I remember a taxi ride I took in Mumbai in India in 2005. I was having a conversation with the driver about the British rule of India. He had some really interesting opinions. He joked that “50% of Indians think the British left India 50 years too late, the other 50% think they left 50 years too early”.
Can you imagine what India might be like if it was run by the UK until this year? From my perspective I think it might be in a better position domestically but Britain would never have allowed to acquire such geopolitical significance.
So, how would I run a country?

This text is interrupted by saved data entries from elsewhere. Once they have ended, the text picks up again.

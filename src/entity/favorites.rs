use sea_orm::entity::prelude::*;

#[derive(Clone, Debug, PartialEq, DeriveEntityModel)]
#[sea_orm(table_name = "favorites")]
pub struct Model {
    #[sea_orm(primary_key, auto_increment = false)]
    pub id: Uuid,
    pub user_id: Uuid,
    pub product_id: Uuid,
    pub created_at: DateTimeWithTimeZone,
}

#[derive(Copy, Clone, Debug, EnumIter, DeriveRelation)]
pub enum Relation {
    #[sea_orm(
        belongs_to = "super::users::Entity",
        from = "Column::UserId",
        to = "super::users::Column::Id"
    )]
    Users,
    #[sea_orm(
        belongs_to = "super::products::Entity",
        from = "Column::ProductId",
        to = "super::products::Column::Id"
    )]
    Products,
}

impl Related<super::users::Entity> for Entity {
    fn to() -> RelationDef {
        Relation::Users.def()
    }
}

impl Related<super::products::Entity> for Entity {
    fn to() -> RelationDef {
        Relation::Products.def()
    }
}

impl ActiveModelBehavior for ActiveModel {}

It’s about numerous factors and people coming together. Lots of them are already there, community groups, religious figures, NGOs, other countries’ interests, businesses but they lack any central direction. It’s about balancing the infrastructure of the state with strong investment action on a local level. Quite simply it’s about not buying guns and building a hydroelectric plant with your IMF loan instead. It’s about not building yourself a palace and having champagne imported and spending the money on training nurses instead. It’s about forfeiting your individual embassies in other countries and sharing them with your neighbours and spending the cash on paying school teachers and having unemployment benefits instead. It seems simple right? It’s about subsidising mobile phones and investing in the infrastructure so your people can talk to each other and you can can talk to them. It’s about letting people own the land they live on and sell it as they wish. It’s about lowering taxes on people who earn less than a dollar a day (the fact they are taxed at all is madness). It’s about letting your people grow the crops they need to survive rather than growing the ones the Global North wants. It’s about having a centrally run government funded HIV/AIDS programme that coordinates NGO and WHO efforts for a single, unified approach.
These seem so simple but that’s the problem, the approach of the Global North for so long has been that we assume that developing countries are doing this already or have tried it, and it hasn’t worked.